Puede postularse que son tres los problemas que Cristina Kirchner busca resolver compitiendo en la elección de autoridades locales de la provincia de Buenos Aires: el judicial, el político y el cultural. El primero es evidente y muy apremiante; el segundo es lógico, tratándose de una líder popular que ocupó los cargos más relevantes de la istración pública. El plano cultural, en el que se centrará esta columna, constituye la cuestión de fondo, menos inmediata, pero más profunda y compleja, donde se juega nada menos que la vigencia y proyección de su figura política.

Una aproximación al concepto de cultura, término polisémico como pocos, puede hacerse a partir de un registro elemental: las anotaciones en la libreta de un etnógrafo. Allí se encuentran los testimonios recogidos en entrevistas individuales o colectivas, los textos transcriptos, el establecimiento de genealogías y mapas de vínculos, los diarios de vida. Sobre esa técnica, dirá el antropólogo Clifford Geertz, puede construirse, mediante un trabajo interpretativo, lo que llama “descripción densa”. Etnografía es descripción densa afirma Geertz: practicarla “es como tratar de leer un manuscrito extranjero, borroso, plagado de elipsis, de incoherencias, de sospechosas enmiendas y de comentarios tendenciosos y además no escrito en las grafías convencionales de representación sonora”. Cuando son aclamados los bramidos emitidos por un líder que emula a un león dominante y agresivo, se impone al investigador una descripción densa.

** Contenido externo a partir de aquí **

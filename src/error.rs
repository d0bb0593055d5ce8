//! Error types for hidewall.
//!
//! Every failure the pipeline can produce is one variant of [`Error`]. The
//! caller-facing boundary converts them into a status code and a plain
//! message via [`Error::status_code`] and [`Error::public_message`]; nothing
//! else about an error is shown to the caller.

use std::fmt;

/// Classification of an outbound fetch failure.
#[derive(Debug, Clone, Copy, PartialEq, Eq)]
pub enum FetchErrorKind {
    /// The request exceeded the plan's timeout.
    Timeout,
    /// DNS resolution or the TCP/TLS connect failed.
    ConnectionRefused,
    /// The upstream answered with a 4xx or 5xx status.
    HttpStatus(u16),
    /// Anything else: body read failure, too many or rejected redirects, or a
    /// mirror answer that is not a snapshot.
    Other,
}

impl fmt::Display for FetchErrorKind {
    fn fmt(&self, f: &mut fmt::Formatter<'_>) -> fmt::Result {
        match self {
            Self::Timeout => write!(f, "timeout"),
            Self::ConnectionRefused => write!(f, "connection failure"),
            Self::HttpStatus(code) => write!(f, "HTTP {code}"),
            Self::Other => write!(f, "network error"),
        }
    }
}

/// Error type for bypass operations.
#[derive(Debug, thiserror::Error)]
pub enum Error {
    /// The caller supplied no URL at all.
    #[error("no URL provided")]
    MissingUrl,

    /// The caller supplied a string that is not an acceptable HTTP(S) URL.
    #[error("invalid URL: {0}")]
    InvalidUrl(String),

    /// The outbound fetch failed.
    #[error("fetch failed ({kind}): {message}")]
    Fetch {
        /// Failure class, used for status mapping.
        kind: FetchErrorKind,
        /// Detail for the server-side log.
        message: String,
    },

    /// Parsing, rewriting or rendering failed unexpectedly.
    #[error("processing failed: {0}")]
    Processing(String),

    /// Configuration could not be read or parsed.
    #[error("configuration error: {0}")]
    Config(String),
}

impl Error {
    /// Builds a fetch error of the given kind.
    pub fn fetch(kind: FetchErrorKind, message: impl Into<String>) -> Self {
        Self::Fetch {
            kind,
            message: message.into(),
        }
    }

    /// The fetch failure class, if this is a fetch error.
    #[must_use]
    pub fn fetch_kind(&self) -> Option<FetchErrorKind> {
        match self {
            Self::Fetch { kind, .. } => Some(*kind),
            _ => None,
        }
    }

    /// HTTP status the caller-facing layer should answer with.
    #[must_use]
    pub fn status_code(&self) -> u16 {
        match self {
            Self::MissingUrl | Self::InvalidUrl(_) => 400,
            Self::Fetch { kind, .. } => match kind {
                FetchErrorKind::Timeout => 504,
                FetchErrorKind::ConnectionRefused => 503,
                FetchErrorKind::HttpStatus(_) | FetchErrorKind::Other => 502,
            },
            Self::Processing(_) | Self::Config(_) => 500,
        }
    }

    /// Human-readable message safe to show to the caller.
    ///
    /// Never includes internal error chains; those go to the log only.
    #[must_use]
    pub fn public_message(&self) -> String {
        match self {
            Self::MissingUrl => "no URL provided".to_string(),
            Self::InvalidUrl(_) => {
                "invalid URL provided; please supply a valid http or https URL".to_string()
            }
            Self::Fetch { kind, .. } => match kind {
                FetchErrorKind::Timeout => "the upstream site took too long to respond".to_string(),
                FetchErrorKind::ConnectionRefused => {
                    "the upstream site could not be reached".to_string()
                }
                FetchErrorKind::HttpStatus(code) => {
                    format!("the upstream site returned an error (HTTP {code})")
                }
                FetchErrorKind::Other => "the upstream site could not be fetched".to_string(),
            },
            Self::Processing(_) | Self::Config(_) => {
                "an unexpected error occurred while processing the page".to_string()
            }
        }
    }
}

/// Result type alias for bypass operations.
pub type Result<T> = std::result::Result<T, Error>;

#[cfg(test)]
mod tests {
    use super::*;

    #[test]
    fn input_errors_map_to_bad_request() {
        assert_eq!(Error::MissingUrl.status_code(), 400);
        assert_eq!(Error::InvalidUrl("ftp://x".into()).status_code(), 400);
        assert_eq!(Error::MissingUrl.public_message(), "no URL provided");
    }

    #[test]
    fn fetch_errors_map_by_kind() {
        assert_eq!(Error::fetch(FetchErrorKind::Timeout, "t").status_code(), 504);
        assert_eq!(
            Error::fetch(FetchErrorKind::ConnectionRefused, "c").status_code(),
            503
        );
        assert_eq!(
            Error::fetch(FetchErrorKind::HttpStatus(404), "h").status_code(),
            502
        );
        assert_eq!(Error::fetch(FetchErrorKind::Other, "o").status_code(), 502);
    }

    #[test]
    fn upstream_code_is_surfaced_in_message() {
        let err = Error::fetch(FetchErrorKind::HttpStatus(403), "forbidden by origin");
        assert!(err.public_message().contains("403"));
        assert!(!err.public_message().contains("forbidden by origin"));
    }

    #[test]
    fn processing_errors_hide_details() {
        let err = Error::Processing("stack of internal detail".into());
        assert_eq!(err.status_code(), 500);
        assert!(!err.public_message().contains("internal detail"));
    }
}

La lectura atenta de un borroso texto extranjero que requiere esclarecimiento.

Aunque convencionales, los códigos culturales de Cristina también necesitan iluminarse. La complaciente entrevista televisiva que concedió esta semana permite actualizar su visión de la política, el peronismo y la sociedad, y la explicación de los sucesos en los que estuvo involucrada. De entrada, tal vez sin advertirlo, manifiesta un rasgo típico de la edad madura: haber cumplido muchos años permite entender los problemas del país. Deja entrever con altivez: no me la vengan a contar, lo viví y sé lo que pasó. Construye el relato con un notorio sesgo, en la línea de tantos líderes que dividieron la sociedad, desde Rosas a Milei, hoy su espejo. Se basa en la oposición irreductible entre “ellos”, los malos; y “nosotros”, los buenos. Carente de autocrítica y en discrepancia absoluta con las ideologías que niegan sus principios, se asume implícitamente de izquierda, en contraste con la derecha, que es la bête noire de su discurso. Es fiel a la razón populista de Laclau: representa a la clase oprimida –en este caso el pueblo– en lucha contra sus opresores.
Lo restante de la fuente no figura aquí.